Lei si occupa di salute mentale da alcuni anni. Quando ha pensato di scrivere questo libro?

«Nel 2010 ho iniziato a lavorare a una storia su alcuni giovani che si trovavano ai primi stadi della psicosi. Ricordo di essere rimasta molto colpita dal fatto che una delle cose con cui queste persone lottavano di più era la sensazione di essere soli e vivere esperienze che non riuscivano a tradurre in parole, come se ci fosse qualcosa di impossibile da comunicare sulla natura della loro esperienza. Ricordo di aver pensato che era un argomento che volevo esplorare perché c’era bisogno di avere più parole, e perché mancavano i modi per esprimere l’esperienza. E poi, forse cinque o sei anni dopo, stavo lavorando a una storia per il “New Yorker” su alcuni bambini svedesi che avevano una strana sindrome, chiamata sindrome della rassegnazione, in cui smettevano di mangiare, di muoversi e partecipare alla vita sociale. Ricordo di essere rimasta incuriosita dalla loro condizione e di aver pensato che fosse in qualche modo simile alla mia esperienza di bambina a sei anni, quando anch’io ho smesso di mangiare per un periodo. A quel punto, credo di essermi interessata a come la storia che raccontiamo sul disagio possa effettivamente plasmare il corso di quel disagio e la forma che assume. E così questa è diventata la domanda guida del libro, quella che mi ha spinto a scriverlo».

Tornando al tema dell’identità, nel libro scrive che la malattia per lei non è mai diventata una carriera.

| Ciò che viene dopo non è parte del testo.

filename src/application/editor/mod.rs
//! The visual editor bridge: HTML fragment to block document and back.
//!
//! Round trips are faithful for the editor-native block types and lossy for
//! everything else. The reverse direction renders non-native blocks as
//! comment placeholders that the forward direction deliberately drops; the
//! admin surface warns that such posts belong in document mode.

mod convert;
mod render;
mod text;

pub use convert::{EditorError, html_to_blocks};
pub use render::blocks_to_html;
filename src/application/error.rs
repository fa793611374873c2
use std::error::Error as StdError;

use axum::http::StatusCode;
use axum::response::Response;
use thiserror::Error;

use crate::application::repos::RepoError;
use crate::domain::error::DomainError;
use crate::infra::error::InfraError;

/// Structured diagnostics attached to an error response so the logging
/// middleware can emit the full cause chain without leaking it to clients.
#[derive(Debug, Clone)]
pub struct ErrorReport {
    pub source: &'static str,
    pub status: StatusCode,
    pub messages: Vec<String>,
}

impl ErrorReport {
    pub fn from_error(source: &'static str, status: StatusCode, error: &dyn StdError) -> Self {
        let mut messages = Vec::new();
        messages.push(error.to_string());
        let mut current = error.source();
        while let Some(inner) = current {
            messages.push(inner.to_string());
            current = inner.source();
        }
        Self {
            source,
            status,
            messages,
        }
    }

    pub fn from_message(
        source: &'static str,
        status: StatusCode,
        message: impl Into<String>,
    ) -> Self {
        Self {
            source,
            status,
            messages: vec![message.into()],
        }
    }

    pub fn attach(self, response: &mut Response) {
        response.extensions_mut().insert(self);
    }
}

#[derive(Debug, Error)]
pub enum AppError {
    #[error(transparent)]
    Domain(#[from] DomainError),
    #[error(transparent)]
    Repo(#[from] RepoError),
    #[error(transparent)]
    Infra(#[from] InfraError),
    #[error("unexpected error: {0}")]
    Unexpected(String),
}

impl AppError {
    pub fn unexpected(message: impl Into<String>) -> Self {
        Self::Unexpected(message.into())
    }
}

«Sì, penso spesso che arriva un punto in cui una malattia si trasforma in un’identità e penso che a volte per alcune persone questo possa essere davvero positivo, come se avessero trovato un posto e andasse bene, come se desse loro un senso di comunità. E poi penso che per altre persone, o in altri momenti della loro vita, possa sembrare che quell’identità li intrappoli, che li limiti e che improvvisamente non sappiano chi sono al di fuori della malattia, e questo è pericoloso perché significa che la guarigione è una perdita di identità e di respiro».

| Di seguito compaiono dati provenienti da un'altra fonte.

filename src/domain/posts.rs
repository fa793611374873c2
//! Post document shapes: the import/editing payload accepted by the admin
//! surface and the fully parsed read model handed to rendering.

use std::collections::BTreeSet;

use serde::{Deserialize, Serialize};
use time::OffsetDateTime;

use crate::domain::blocks::ContentBlock;
use crate::domain::document::{deserialize_document, parse_categories};
use crate::domain::entities::PostTranslationRecord;

/// The multi-locale editing document. One upsert carries every translation
/// of a logical post; cover image, flags and author are locale-independent.
#[derive(Debug, Clone, PartialEq, Serialize, Deserialize)]
#[serde(rename_all = "camelCase")]
pub struct PostDocument {
    pub post_id: String,
    pub translations: Vec<PostTranslation>,
    #[serde(default, skip_serializing_if = "Option::is_none")]
    pub cover_image: Option<String>,
    #[serde(default)]
    pub featured: bool,
    #[serde(default)]
    pub published: bool,
    pub author_name: String,
}

#[derive(Debug, Clone, PartialEq, Serialize, Deserialize)]
#[serde(rename_all = "camelCase")]
pub struct PostTranslation {
    pub locale: String,
    pub slug: String,
    pub title: String,
    #[serde(default, skip_serializing_if = "Option::is_none")]
    pub excerpt: Option<String>,
    pub content: Vec<ContentBlock>,
    /// Category slugs; every slug must already be registered.
    #[serde(default)]
    pub categories: Vec<String>,
    #[serde(default, skip_serializing_if = "Option::is_none")]
    pub badge_text: Option<String>,
    #[serde(default, skip_serializing_if = "Option::is_none")]
    pub badge_color: Option<String>,
}

/// Identity key of the stored row for one (post, locale) pair.
pub fn translation_key(post_id: &str, locale: &str) -> String {
    format!("{post_id}_{locale}")
}

/// A stored translation with its document and category set decoded. Content
/// decoding fails soft (see `domain::document`), so a corrupted row renders
/// as a post with empty content rather than an error.
#[derive(Debug, Clone, PartialEq, Serialize)]
#[serde(rename_all = "camelCase")]
pub struct ParsedPost {
    pub id: String,
    pub post_id: String,
    pub locale: String,
    pub slug: String,
    pub title: String,
    pub excerpt: Option<String>,
    pub content: Vec<ContentBlock>,
    pub categories: BTreeSet<String>,
    pub cover_image: Option<String>,
    pub featured: bool,
    pub published: bool,
    pub author_name: String,
    pub badge_text: Option<String>,
    pub badge_color: Option<String>,
    #[serde(with = "time::serde::rfc3339::option")]
    pub published_at: Option<OffsetDateTime>,
    #[serde(with = "time::serde::rfc3339")]
    pub created_at: OffsetDateTime,
    #[serde(with = "time::serde::rfc3339")]
    pub updated_at: OffsetDateTime,
}

impl ParsedPost {
    pub fn from_record(record: PostTranslationRecord) -> Self {
        let content = deserialize_document(&record.content);
        let categories = parse_categories(record.categories.as_deref());

        Self {
            id: record.id,
            post_id: record.post_id,
            locale: record.locale,
            slug: record.slug,
            title: record.title,
            excerpt: record.excerpt,
            content,
            categories,
            cover_image: record.cover_image,
            featured: record.featured,
            published: record.published,
            author_name: record.author_name,
            badge_text: record.badge_text,
            badge_color: record.badge_color,
            published_at: record.published_at,
            created_at: record.created_at,
            updated_at: record.updated_at,
        }
    }
}
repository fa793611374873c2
pub mod db;
pub mod error;
pub mod http;
pub mod telemetry;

Nei disturbi dell’alimentazione, così come in altri disturbi, un altro ruolo chiave è giocato dalle famiglie.

«Sì, credo che una cosa che ho notato pensando a tutti i capitoli che ho scritto è che il percorso di guarigione o meno delle persone è stato influenzato dal senso di parentela con qualcuno, non necessariamente un medico. Nel caso di Naomi si trattava di una bibliotecaria del carcere che era davvero in grado di vederla e di capire il modo in cui pensava a sé stessa e alla sua malattia. Per Laura si trattava di persone con una mentalità simile alla sua, che lottavano anch’esse con l’identificazione eccessiva con la propria diagnosi. Penso che la solitudine in sé, poiché non è vista come un problema medico, sia forse poco esplorata come un fenomeno psichico che può esacerbare».

Come crede si dovrebbe parlare oggi di malattia?

«Parlare della malattia solo come uno squilibrio chimico è stato utile per ridurre lo stigma in una certa misura, ma ha creato anche questa situazione in cui le persone sentono che la malattia mentale è una cosa permanente, invece di qualcosa che nasce dalla comunità e che può cambiare la vita e può anche farti sentire meglio».